The construction work is scheduled to begin on August 10, 2020, and will be carried out by the Strabag in both countries. From October 5, 2020, to April 4, 2021, the tunnel is to be closed completely and completed by the end of the year.

Perhaps most noticeable amongst the changes to be made shall be the reduction of the original twin-track arrangement to a single track configuration; the resulting space freed up is to be reused as an emergency rescue passage, improving safety throughout the tunnel. In parallel with this work, various other improvements and modernisations shall be made to the 100-year-old structure, intended to bring it up to modern standards. These changes include the installation of a ceiling busbar, drainage renewal, a new floor, as well as the partial renovation of the tunnel vault via the addition of new anchors, reinforcement measures and concrete. The portals from the imperial era are also to be renovated and shine in new splendor. The implementation of new safety standards shall enable a higher operating speed inside the tunnel and make the tunnel RoLa - suitable. Despite the fact that the tunnel will only be operated with only the one track in the future, this is unlikely to particularly inhibit traffic as the rest of the line is a single-track as well; to reinstate the second track in compliance with modern safety regulation shall necessitate the boring of a second tunnel, which would involve considerable investment.

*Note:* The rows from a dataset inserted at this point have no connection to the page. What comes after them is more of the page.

//! Manual stock operations and availability queries.
//!
//! The manual path (adjustment, repair, loss, found) is the only code that
//! mutates an Atomic item's on-hand count. Order-driven transitions write
//! ledger rows without touching on-hand; `current_stock` surfaces the drift
//! between the two views for operators.

use chrono::{DateTime, Utc};
use tracing::{info, instrument};

use rentforge_availability::{
    AvailabilityRequest, BulkAvailability, ItemAvailability, LineConflict, check_item_availability,
    check_multiple, detect_conflicts,
};
use rentforge_catalog::Item;
use rentforge_core::{DomainError, ItemId, MovementId, OrderId, UserId};
use rentforge_events::EventBus;
use rentforge_ledger::{MovementReason, StockMovement, StockReconciliation};
use rentforge_orders::OrderLine;
use rentforge_store::RentalStore;

use crate::RentalEngine;
use crate::change::ChangeEvent;
use crate::error::EngineError;

impl<S, B> RentalEngine<S, B>
where
    S: RentalStore,
    B: EventBus<ChangeEvent>,
{
    /// Record a manual stock movement and apply it to the item's on-hand
    /// count, which must stay ≥ 0. Atomic items only; order-driven reasons
    /// are rejected here.
    #[instrument(skip(self, notes), fields(item_id = %item_id, reason = reason.as_str()))]
    pub fn record_manual_adjustment(
        &self,
        item_id: ItemId,
        delta: i64,
        reason: MovementReason,
        actor: UserId,
        notes: Option<&str>,
    ) -> Result<(Item, StockMovement), EngineError> {
        if reason.requires_order() {
            return Err(DomainError::validation(format!(
                "{} is an order-driven reason; use an order transition",
                reason.as_str()
            ))
            .into());
        }

        let (item, movement) = self.store().transaction(|tx| -> Result<(Item, StockMovement), EngineError> {
            let mut item = tx
                .item(item_id)?
                .ok_or(EngineError::ItemNotFound(item_id))?;
            if !item.is_atomic() {
                return Err(DomainError::validation(
                    "only atomic items carry an on-hand quantity",
                )
                .into());
            }

            let current = item.quantity_on_hand().unwrap_or(0);
            let next = current + delta;
            if next < 0 {
                return Err(DomainError::validation(format!(
                    "movement of {delta} would drive on-hand below zero (currently {current})"
                ))
                .into());
            }

            let movement = StockMovement::new(
                MovementId::new(),
                item_id,
                None,
                delta,
                reason,
                actor,
                notes.map(str::to_string),
                Utc::now(),
            )?;

            tx.set_quantity_on_hand(item_id, next)?;
            tx.append_movement(movement.clone())?;
            item.set_quantity_on_hand(next)?;
            Ok((item, movement))
        })?;

        info!(item_id = %item_id, delta, reason = reason.as_str(), "manual stock movement recorded");
        self.publish(ChangeEvent::StockAdjusted {
            item_id,
            delta,
            occurred_at: Utc::now(),
        });
        Ok((item, movement))
    }

    /// Declared on-hand vs. ledger-derived total.
    ///
    /// Diagnostic only: a persistent nonzero drift means operator attention,
    /// never an automatic correction.
    pub fn current_stock(&self, item_id: ItemId) -> Result<StockReconciliation, EngineError> {
        self.store().read(|r| {
            let item = r
                .item(item_id)?
                .ok_or(EngineError::ItemNotFound(item_id))?;
            let ledger_total = r
                .movements_for_item(item_id)?
                .iter()
                .map(|m| m.delta)
                .sum();
            Ok(StockReconciliation::new(
                item_id,
                item.quantity_on_hand(),
                ledger_total,
            ))
        })
    }

    /// Free quantity of one item over `[start, end]`, optionally excluding
    /// one order's own demand.
    pub fn check_item_availability(
        &self,
        item_id: ItemId,
        start: DateTime<Utc>,
        end: DateTime<Utc>,
        exclude_order_id: Option<OrderId>,
    ) -> Result<ItemAvailability, EngineError> {
        self.store().read(|r| {
            check_item_availability(r, item_id, start, end, exclude_order_id)
                .map_err(EngineError::from)
        })
    }

    /// Pre-screen many item/quantity pairs over one window.
    pub fn check_multiple_items_availability(
        &self,
        requests: &[AvailabilityRequest],
        start: DateTime<Utc>,
        end: DateTime<Utc>,
        exclude_order_id: Option<OrderId>,
    ) -> Result<BulkAvailability, EngineError> {
        self.store().read(|r| {
            check_multiple(r, requests, start, end, exclude_order_id).map_err(EngineError::from)
        })
    }

    /// Conflict diagnostics for a set of lines over a window: shortfalls and
    /// the overlapping orders causing them.
    pub fn detect_availability_conflicts(
        &self,
        lines: &[OrderLine],
        start: DateTime<Utc>,
        end: DateTime<Utc>,
        exclude_order_id: Option<OrderId>,
    ) -> Result<Vec<LineConflict>, EngineError> {
        self.store().read(|r| {
            detect_conflicts(r, lines, start, end, exclude_order_id).map_err(EngineError::from)
        })
    }
}
//! Value object trait: equality by value, not identity.

/// Marker trait for value objects.
///
/// Value objects are **immutable** and **compared by value** - two with the
/// same attributes are the same value. To "modify" one, construct a new one;
/// construction is where their internal ordering rules are enforced.
///
/// Example: a rental window is a value object (any `[start, due]` pair with
/// the same bounds is interchangeable); an order is an entity (two orders with
/// identical fields are still distinct orders).
pub trait ValueObject: Clone + PartialEq + core::fmt::Debug {}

In the long term, it is being considered to build a second tube, just like the road tunnel, so that there should be one tunnel with one track per direction of travel. Therefore, as of summer 2020, a study is currently in preparation, which should already determine the best position for a possible second tube. Geology in particular should play a major role here, since it is very unfavorable in the Slovenian area of the current tunnel and has caused many problems in the construction of the first tube. In a historical building documentation, for example, it was described how a drilling rig was regularly crushed by the yielding rock mass and had to be freed again and again. Mine gases and mountain water also caused massive problems. The same was true for the construction of the first road tunnel, which lies in the same geology and runs practically parallel to the railway tunnel. The current solution with only one tunnel and one track should last until 2040, after which the construction of a second tube could be pending.